■ PROBLEM TO SOLVE
Print the lines that run from the line with "self.text.len()" to the line with "the run either", keeping both end lines, exactly as they appear in the entries below, and nothing else.

■ Stored data

* * * *

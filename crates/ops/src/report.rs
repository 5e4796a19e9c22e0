//! In-memory report assembly
//!
//! Zypper output and log lines share one buffer in the order they were
//! produced. The buffer doubles as the sink zypper writes into, so spans
//! recorded by an invocation index straight into it.

use autopatch_types::{RunResult, Severity};
use autopatch_zypper::{OutputSink, OutputSpan};

/// Ordered text of one run: subcommand output interleaved with log lines
#[derive(Debug, Clone, Default)]
pub struct ReportBuffer {
    text: String,
}

impl ReportBuffer {
    #[must_use]
    pub fn new() -> Self {
        Self::default()
    }

    /// Append a log line as a blank line followed by `LEVEL: message`
    pub fn append_log(&mut self, level: Severity, message: &str) {
        self.text.push('\n');
        self.text.push_str(level.label());
        self.text.push_str(": ");
        self.text.push_str(message);
        self.text.push('\n');
    }

    /// Text previously written at `span`, empty if the span is out of range
    #[must_use]
    pub fn read_span(&self, span: OutputSpan) -> &str {
        self.text.get(span.offset..span.end()).unwrap_or_default()
    }

    #[must_use]
    pub fn as_str(&self) -> &str {
        &self.text
    }
}

impl OutputSink for ReportBuffer {
    fn position(&self) -> usize {
        self.text.len()
    }

    fn write_output(&mut self, text: &str) {
        self.text.push_str(text);
    }
}

/// Report body for a finished run, `None` if nothing is to be mailed
///
/// A report goes out only when reporting is enabled and the run either
/// found patches or ended in a failure whose output is worth reading.
#[must_use]
pub fn build_report(buffer: &ReportBuffer, result: &RunResult, enabled: bool) -> Option<String> {
    (enabled && result.has_reportable_content()).then(|| buffer.as_str().to_string())
}

#[cfg(test)]
mod tests {
    use super::*;
    use autopatch_types::Outcome;

    #[test]
    fn test_log_line_format() {
        let mut buffer = ReportBuffer::new();
        buffer.write_output("out\n");
        buffer.append_log(Severity::Warning, "reboot is required after installing patches");
        assert_eq!(
            buffer.as_str(),
            "out\n\nWARNING: reboot is required after installing patches\n"
        );
    }

    #[test]
    fn test_read_span() {
        let mut buffer = ReportBuffer::new();
        buffer.write_output("first\n");
        let offset = buffer.position();
        buffer.write_output("second\n");
        let span = OutputSpan { offset, len: 7 };
        assert_eq!(buffer.read_span(span), "second\n");
        assert_eq!(buffer.read_span(OutputSpan { offset: 100, len: 1 }), "");
    }

    #[test]
    fn test_build_report_conditions() {
        let mut buffer = ReportBuffer::new();
        buffer.write_output("text\n");

        let found = RunResult::completed(true, Outcome::PostCheckOk, 1, false);
        let nothing = RunResult::completed(false, Outcome::NoPatchesNeeded, 1, false);
        let scriptlet = RunResult::failed(false, Outcome::HardFailure(107), 1, false);
        let privileges = RunResult::failed(false, Outcome::HardFailure(5), 1, false);

        assert_eq!(build_report(&buffer, &found, true).as_deref(), Some("text\n"));
        assert!(build_report(&buffer, &found, false).is_none());
        assert!(build_report(&buffer, &nothing, true).is_none());
        assert!(build_report(&buffer, &scriptlet, true).is_some());
        assert!(build_report(&buffer, &privileges, true).is_none());
    }
}
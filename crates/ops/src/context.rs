//! Run context: zypper, the report buffer and event routing

use autopatch_errors::{Error, ZypperError};
use autopatch_events::{
    log_event_with_tracing, AppEvent, EventEmitter, EventMessage, ZypperEvent,
};
use autopatch_types::{Severity, Subcommand};
use autopatch_zypper::{CommandRunner, Invocation, OutputSpan, Zypper};
use uuid::Uuid;

use crate::report::ReportBuffer;
use crate::summary::SummaryMatcher;

/// Everything one patch run needs
///
/// Events emitted through the context go to tracing and, at or above the
/// report floor, into the report buffer.
pub struct PatchCtx<'a, R> {
    zypper: &'a Zypper<R>,
    report: ReportBuffer,
    report_floor: Severity,
    run_id: Uuid,
    summary: SummaryMatcher,
}

impl<'a, R: CommandRunner> PatchCtx<'a, R> {
    /// # Errors
    ///
    /// Returns an error if the summary pattern fails to compile.
    pub fn new(zypper: &'a Zypper<R>, report_floor: Severity, run_id: Uuid) -> Result<Self, Error> {
        Ok(Self {
            zypper,
            report: ReportBuffer::new(),
            report_floor,
            run_id,
            summary: SummaryMatcher::new()?,
        })
    }

    #[must_use]
    pub fn report(&self) -> &ReportBuffer {
        &self.report
    }

    /// Run one subcommand, logging its command line and return code
    ///
    /// # Errors
    ///
    /// Propagates the classified zypper failure.
    pub fn invoke(&mut self, subcommand: Subcommand) -> Result<Invocation, ZypperError> {
        let command = self.zypper.command(subcommand).display();
        self.emit_zypper(ZypperEvent::CommandStarted {
            subcommand,
            command,
        });

        let result = self.zypper.invoke(subcommand, &mut self.report);

        let finished = match &result {
            Ok(invocation) => Some((invocation.exit_code, invocation.stderr.clone())),
            Err(ZypperError::Exit {
                exit_code, stderr, ..
            }) => Some((*exit_code, stderr.clone())),
            Err(_) => None,
        };
        if let Some((exit_code, stderr)) = finished {
            self.emit_zypper(ZypperEvent::CommandFinished {
                subcommand,
                exit_code,
            });
            if !stderr.trim().is_empty() {
                self.emit_zypper(ZypperEvent::CommandStderr { subcommand, stderr });
            }
        }

        result
    }

    /// Summary line inside the output written at `span`
    #[must_use]
    pub fn summary_in(&self, span: OutputSpan) -> Option<String> {
        self.summary.find(self.report.read_span(span))
    }
}

impl<R> EventEmitter for PatchCtx<'_, R> {
    fn emit(&mut self, event: AppEvent) {
        let message = EventMessage::new(self.run_id, event);
        log_event_with_tracing(&message);

        if message.event.is_reportable() && message.meta.level >= self.report_floor {
            self.report
                .append_log(message.meta.level, &message.event.message());
        }
    }
}
//! Retry, logging and zypper sections

use autopatch_types::Severity;
use serde::{Deserialize, Serialize};
use std::path::PathBuf;
use std::time::Duration;

use crate::constants::DEFAULT_ZYPPER;

/// Retry policy for transient zypper failures
#[derive(Debug, Clone, Serialize, Deserialize)]
pub struct RetryConfig {
    #[serde(default = "default_max")]
    pub max: u32,
    #[serde(default = "default_wait")]
    pub wait: u64, // seconds
}

impl RetryConfig {
    #[must_use]
    pub fn wait_duration(&self) -> Duration {
        Duration::from_secs(self.wait)
    }
}

impl Default for RetryConfig {
    fn default() -> Self {
        Self {
            max: default_max(),
            wait: default_wait(),
        }
    }
}

/// Minimum severities for the three log sinks
#[derive(Debug, Clone, Serialize, Deserialize)]
pub struct LoggingConfig {
    #[serde(default = "default_journal_level")]
    pub journal_level: Severity,
    #[serde(default = "default_stderr_level")]
    pub stderr_level: Severity,
    #[serde(default = "default_report_level")]
    pub report_level: Severity,
}

impl Default for LoggingConfig {
    fn default() -> Self {
        Self {
            journal_level: default_journal_level(),
            stderr_level: default_stderr_level(),
            report_level: default_report_level(),
        }
    }
}

/// Location of the zypper binary
#[derive(Debug, Clone, Serialize, Deserialize)]
pub struct ZypperConfig {
    #[serde(default = "default_binary")]
    pub binary: PathBuf,
}

impl Default for ZypperConfig {
    fn default() -> Self {
        Self {
            binary: default_binary(),
        }
    }
}

// Default value functions for serde
fn default_max() -> u32 {
    30
}

fn default_wait() -> u64 {
    60
}

fn default_journal_level() -> Severity {
    Severity::Info
}

fn default_stderr_level() -> Severity {
    Severity::Debug
}

fn default_report_level() -> Severity {
    Severity::Warning
}

fn default_binary() -> PathBuf {
    PathBuf::from(DEFAULT_ZYPPER)
}
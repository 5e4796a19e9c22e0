use serde::{Deserialize, Serialize};

use crate::EventSource;
use autopatch_errors::UserFacingError;
use autopatch_types::Severity;

/// Structured failure information shared across domains.
#[derive(Debug, Clone, Serialize, Deserialize)]
pub struct FailureContext {
    #[serde(skip_serializing_if = "Option::is_none")]
    pub code: Option<String>,
    /// Short user-facing message.
    pub message: String,
    /// Optional remediation hint.
    #[serde(skip_serializing_if = "Option::is_none")]
    pub hint: Option<String>,
    /// Whether retrying the operation might succeed.
    pub retryable: bool,
}

impl FailureContext {
    /// Build failure context from a `UserFacingError` implementation.
    #[must_use]
    pub fn from_error<E: UserFacingError + ?Sized>(error: &E) -> Self {
        Self {
            code: error.user_code().map(Into::into),
            message: error.user_message().into_owned(),
            hint: error.user_hint().map(Into::into),
            retryable: error.is_retryable(),
        }
    }
}

pub mod patch;
pub mod report;
pub mod zypper;

pub use patch::PatchEvent;
pub use report::ReportEvent;
pub use zypper::ZypperEvent;

/// Top-level event enum that aggregates all domain-specific events
#[derive(Debug, Clone, Serialize, Deserialize)]
#[serde(tag = "domain", content = "event", rename_all = "snake_case")]
pub enum AppEvent {
    Zypper(ZypperEvent),
    Patch(PatchEvent),
    Report(ReportEvent),
}

impl AppEvent {
    /// Identify the source domain for this event (used for metadata/logging).
    #[must_use]
    pub fn event_source(&self) -> EventSource {
        match self {
            Self::Zypper(_) => EventSource::ZYPPER,
            Self::Patch(_) => EventSource::PATCH,
            Self::Report(_) => EventSource::REPORT,
        }
    }

    #[must_use]
    pub fn level(&self) -> Severity {
        match self {
            Self::Zypper(event) => event.level(),
            Self::Patch(event) => event.level(),
            Self::Report(event) => event.level(),
        }
    }

    /// Whether the event may appear in the mailed report
    ///
    /// Zypper's stderr and the report's own bookkeeping stay in the journal.
    #[must_use]
    pub fn is_reportable(&self) -> bool {
        !matches!(
            self,
            Self::Zypper(ZypperEvent::CommandStderr { .. }) | Self::Report(_)
        )
    }

    /// Human-readable log line, without the level prefix
    #[must_use]
    pub fn message(&self) -> String {
        match self {
            Self::Zypper(event) => event.message(),
            Self::Patch(event) => event.message(),
            Self::Report(event) => event.message(),
        }
    }
}

impl From<ZypperEvent> for AppEvent {
    fn from(event: ZypperEvent) -> Self {
        Self::Zypper(event)
    }
}

impl From<PatchEvent> for AppEvent {
    fn from(event: PatchEvent) -> Self {
        Self::Patch(event)
    }
}

impl From<ReportEvent> for AppEvent {
    fn from(event: ReportEvent) -> Self {
        Self::Report(event)
    }
}
//! The patch state machine
//!
//! check → list → apply, repeated while apply asks for a restart, then a
//! post-check for pending reboots. Transient failures restart the whole
//! sequence from check after a delay; everything else ends the run.

use autopatch_errors::{Error, ZypperError};
use autopatch_events::{EventEmitter, PatchEvent};
use autopatch_types::{Outcome, RunResult, Subcommand};
use autopatch_zypper::CommandRunner;

use crate::context::PatchCtx;
use crate::retry::RetryPolicy;

/// State carried across attempts
#[derive(Debug, Default)]
struct Progress {
    patches_were_found: bool,
    reboot_required: bool,
}

/// Bring the system up to date
///
/// Zypper failures with an exit code end up in the returned [`RunResult`];
/// only failures without one (spawn errors, signals) are returned as `Err`.
///
/// # Errors
///
/// Returns an error if zypper cannot be run or is killed by a signal.
pub fn patch<R: CommandRunner>(
    ctx: &mut PatchCtx<'_, R>,
    policy: &RetryPolicy,
) -> Result<RunResult, Error> {
    let mut progress = Progress::default();
    let mut attempt = 0;

    loop {
        attempt += 1;
        match patch_attempt(ctx, &mut progress) {
            Ok(outcome) => {
                return Ok(RunResult::completed(
                    progress.patches_were_found,
                    outcome,
                    attempt,
                    progress.reboot_required,
                ));
            }
            Err(ZypperError::Exit { outcome, .. }) if outcome.is_transient() => {
                if !policy.allows_another(attempt) {
                    ctx.emit_gave_up(outcome, attempt);
                    return Ok(RunResult::failed(
                        progress.patches_were_found,
                        outcome,
                        attempt,
                        progress.reboot_required,
                    ));
                }
                ctx.emit_retrying(outcome, attempt, policy.max_attempts, policy.wait.as_secs());
                policy.wait();
            }
            Err(ZypperError::Exit {
                outcome,
                command,
                stderr,
                ..
            }) => {
                ctx.emit_patch(PatchEvent::Failed {
                    outcome,
                    command,
                    stderr,
                });
                return Ok(RunResult::failed(
                    progress.patches_were_found,
                    outcome,
                    attempt,
                    progress.reboot_required,
                ));
            }
            Err(err) => {
                ctx.emit_internal_error(err.to_string());
                return Err(err.into());
            }
        }
    }
}

fn patch_attempt<R: CommandRunner>(
    ctx: &mut PatchCtx<'_, R>,
    progress: &mut Progress,
) -> Result<Outcome, ZypperError> {
    loop {
        let check = ctx.invoke(Subcommand::Check)?;
        if check.outcome == Outcome::NoPatchesNeeded {
            ctx.emit_patch(PatchEvent::NoPatchesNeeded);
            break;
        }

        progress.patches_were_found = true;
        let summary = ctx.summary_in(check.stdout);
        ctx.emit_patch(PatchEvent::PatchesNeeded { summary });

        ctx.invoke(Subcommand::List)?;

        let apply = ctx.invoke(Subcommand::Apply)?;
        match apply.outcome {
            Outcome::AppliedRestartManagerNeeded => {
                ctx.emit_patch(PatchEvent::RestartRequired);
            }
            Outcome::AppliedRebootNeeded => {
                progress.reboot_required = true;
                ctx.emit_patch(PatchEvent::PatchesInstalled);
                break;
            }
            _ => {
                ctx.emit_patch(PatchEvent::PatchesInstalled);
                break;
            }
        }
    }

    if !progress.patches_were_found {
        return Ok(Outcome::NoPatchesNeeded);
    }

    let post_check = ctx.invoke(Subcommand::PostCheck)?;
    if post_check.outcome == Outcome::PostCheckRebootNeeded {
        progress.reboot_required = true;
        ctx.emit_patch(PatchEvent::RebootRequired);
    }
    Ok(post_check.outcome)
}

* * * *

■ EXERCISE OUTPUT
        self.text.len()
    }

    fn write_output(&mut self, text: &str) {
        self.text.push_str(text);
    }
}

/// Report body for a finished run, `None` if nothing is to be mailed
///
/// A report goes out only when reporting is enabled and the run either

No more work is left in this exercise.